(Records contained in a dataset)
------------------------------
//! Piece-square tables for the 9×9 board.
//!
//! Tables are written from White's point of view with row 0 (the promotion
//! side) first; Black reads them with the row mirrored. The variant pieces
//! borrow the table of their closest standard relative.

use schach_core::{Color, PieceKind, mirror_sq};

type Table = [i16; 81];

#[rustfmt::skip]
const PAWN_MG: Table = [
      0,   0,   0,   0,   0,   0,   0,   0,   0,
     50,  50,  50,  50,  50,  50,  50,  50,  50,
     10,  10,  20,  30,  30,  30,  20,  10,  10,
      5,   5,  10,  25,  25,  25,  10,   5,   5,
      0,   0,   5,  20,  25,  20,   5,   0,   0,
      5,  -5, -10,   5,  10,   5, -10,  -5,   5,
      5,  10,  10, -10, -20, -10,  10,  10,   5,
      0,   0,   0,   0,   0,   0,   0,   0,   0,
      0,   0,   0,   0,   0,   0,   0,   0,   0,
];

#[rustfmt::skip]
const PAWN_EG: Table = [
      0,   0,   0,   0,   0,   0,   0,   0,   0,
     80,  80,  80,  80,  80,  80,  80,  80,  80,
     50,  50,  50,  50,  50,  50,  50,  50,  50,
     30,  30,  30,  30,  30,  30,  30,  30,  30,
     20,  20,  20,  20,  20,  20,  20,  20,  20,
     10,  10,  10,  10,  10,  10,  10,  10,  10,
      5,   5,   5,   5,   5,   5,   5,   5,   5,
      0,   0,   0,   0,   0,   0,   0,   0,   0,
      0,   0,   0,   0,   0,   0,   0,   0,   0,
];

#[rustfmt::skip]
const KNIGHT: Table = [
    -50, -40, -30, -30, -30, -30, -30, -40, -50,
    -40, -20,   0,   0,   0,   0,   0, -20, -40,
    -30,   0,  10,  15,  15,  15,  10,   0, -30,
    -30,   5,  15,  20,  20,  20,  15,   5, -30,
    -30,   0,  15,  20,  25,  20,  15,   0, -30,
    -30,   5,  15,  20,  20,  20,  15,   5, -30,
    -30,   0,  10,  15,  15,  15,  10,   0, -30,
    -40, -20,   0,   5,   5,   5,   0, -20, -40,
    -50, -40, -30, -30, -30, -30, -30, -40, -50,
];

#[rustfmt::skip]
const BISHOP: Table = [
    -20, -10, -10, -10, -10, -10, -10, -10, -20,
    -10,   0,   0,   0,   0,   0,   0,   0, -10,
    -10,   0,   5,  10,  10,  10,   5,   0, -10,
    -10,   5,   5,  10,  10,  10,   5,   5, -10,
    -10,   0,  10,  10,  15,  10,  10,   0, -10,
    -10,  10,  10,  10,  10,  10,  10,  10, -10,
    -10,   5,   0,   0,   0,   0,   0,   5, -10,
    -10,   0,   0,   0,   0,   0,   0,   0, -10,
    -20, -10, -10, -10, -10, -10, -10, -10, -20,
];

#[rustfmt::skip]
const ROOK: Table = [
      0,   0,   0,   0,   0,   0,   0,   0,   0,
      5,  10,  10,  10,  10,  10,  10,  10,   5,
     -5,   0,   0,   0,   0,   0,   0,   0,  -5,
     -5,   0,   0,   0,   0,   0,   0,   0,  -5,
     -5,   0,   0,   0,   0,   0,   0,   0,  -5,
     -5,   0,   0,   0,   0,   0,   0,   0,  -5,
     -5,   0,   0,   0,   0,   0,   0,   0,  -5,
     -5,   0,   0,   0,   0,   0,   0,   0,  -5,
      0,   0,   0,   5,   5,   5,   0,   0,   0,
];

#[rustfmt::skip]
const QUEEN: Table = [
    -20, -10, -10,  -5,  -5,  -5, -10, -10, -20,
    -10,   0,   0,   0,   0,   0,   0,   0, -10,
    -10,   0,   5,   5,   5,   5,   5,   0, -10,
     -5,   0,   5,   5,   5,   5,   5,   0,  -5,
      0,   0,   5,   5,   5,   5,   5,   0,   0,
     -5,   0,   5,   5,   5,   5,   5,   0,  -5,
    -10,   0,   5,   5,   5,   5,   5,   0, -10,
    -10,   0,   0,   0,   0,   0,   0,   0, -10,
    -20, -10, -10,  -5,  -5,  -5, -10, -10, -20,
];

#[rustfmt::skip]
const KING_MG: Table = [
    -30, -40, -40, -50, -50, -50, -40, -40, -30,
    -30, -40, -40, -50, -50, -50, -40, -40, -30,
    -30, -40, -40, -50, -50, -50, -40, -40, -30,
    -30, -40, -40, -50, -50, -50, -40, -40, -30,
    -30, -40, -40, -50, -50, -50, -40, -40, -30,
    -20, -30, -30, -40, -40, -40, -30, -30, -20,
    -10, -20, -20, -20, -20, -20, -20, -20, -10,
     20,  20,   0,   0,   0,   0,   0,  20,  20,
     20,  30,  10,   0,   0,   0,  10,  30,  20,
];

#[rustfmt::skip]
const KING_EG: Table = [
    -50, -40, -30, -20, -20, -20, -30, -40, -50,
    -30, -20, -10,   0,   0,   0, -10, -20, -30,
    -30, -10,  10,  20,  20,  20,  10, -10, -30,
    -30,   0,  20,  30,  30,  30,  20,   0, -30,
    -30,   0,  20,  30,  40,  30,  20,   0, -30,
    -30,   0,  20,  30,  30,  30,  20,   0, -30,
    -30, -10,  10,  20,  20,  20,  10, -10, -30,
    -30, -20, -10,   0,   0,   0, -10, -20, -30,
    -50, -40, -30, -20, -20, -20, -30, -40, -50,
];

fn tables(kind: PieceKind) -> (&'static Table, &'static Table) {
    match kind {
        PieceKind::Pawn => (&PAWN_MG, &PAWN_EG),
        PieceKind::Knight | PieceKind::Archbishop => (&KNIGHT, &KNIGHT),
        PieceKind::Bishop => (&BISHOP, &BISHOP),
        PieceKind::Rook => (&ROOK, &ROOK),
        PieceKind::Queen | PieceKind::Chancellor | PieceKind::Angel => (&QUEEN, &QUEEN),
        PieceKind::King => (&KING_MG, &KING_EG),
    }
}

/// Midgame and endgame bonus for a piece of `kind` and `color` on `sq`.
#[inline]
pub fn pst(kind: PieceKind, color: Color, sq: u8) -> (i32, i32) {
    let idx = match color {
        Color::White => sq,
        Color::Black => mirror_sq(sq),
    } as usize;
    let (mg, eg) = tables(kind);
    (mg[idx] as i32, eg[idx] as i32)
}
------------------------------
▶ What you have to do
Lines with the word "PieceKind" in them should be copied from the preceding records.

▶ Solution to the problem
use schach_core::{Color, PieceKind, mirror_sq};
fn tables(kind: PieceKind) -> (&'static Table, &'static Table) {
        PieceKind::Pawn => (&PAWN_MG, &PAWN_EG),
        PieceKind::Knight | PieceKind::Archbishop => (&KNIGHT, &KNIGHT),
        PieceKind::Bishop => (&BISHOP, &BISHOP),
        PieceKind::Rook => (&ROOK, &ROOK),
        PieceKind::Queen | PieceKind::Chancellor | PieceKind::Angel => (&QUEEN, &QUEEN),
        PieceKind::King => (&KING_MG, &KING_EG),
pub fn pst(kind: PieceKind, color: Color, sq: u8) -> (i32, i32) {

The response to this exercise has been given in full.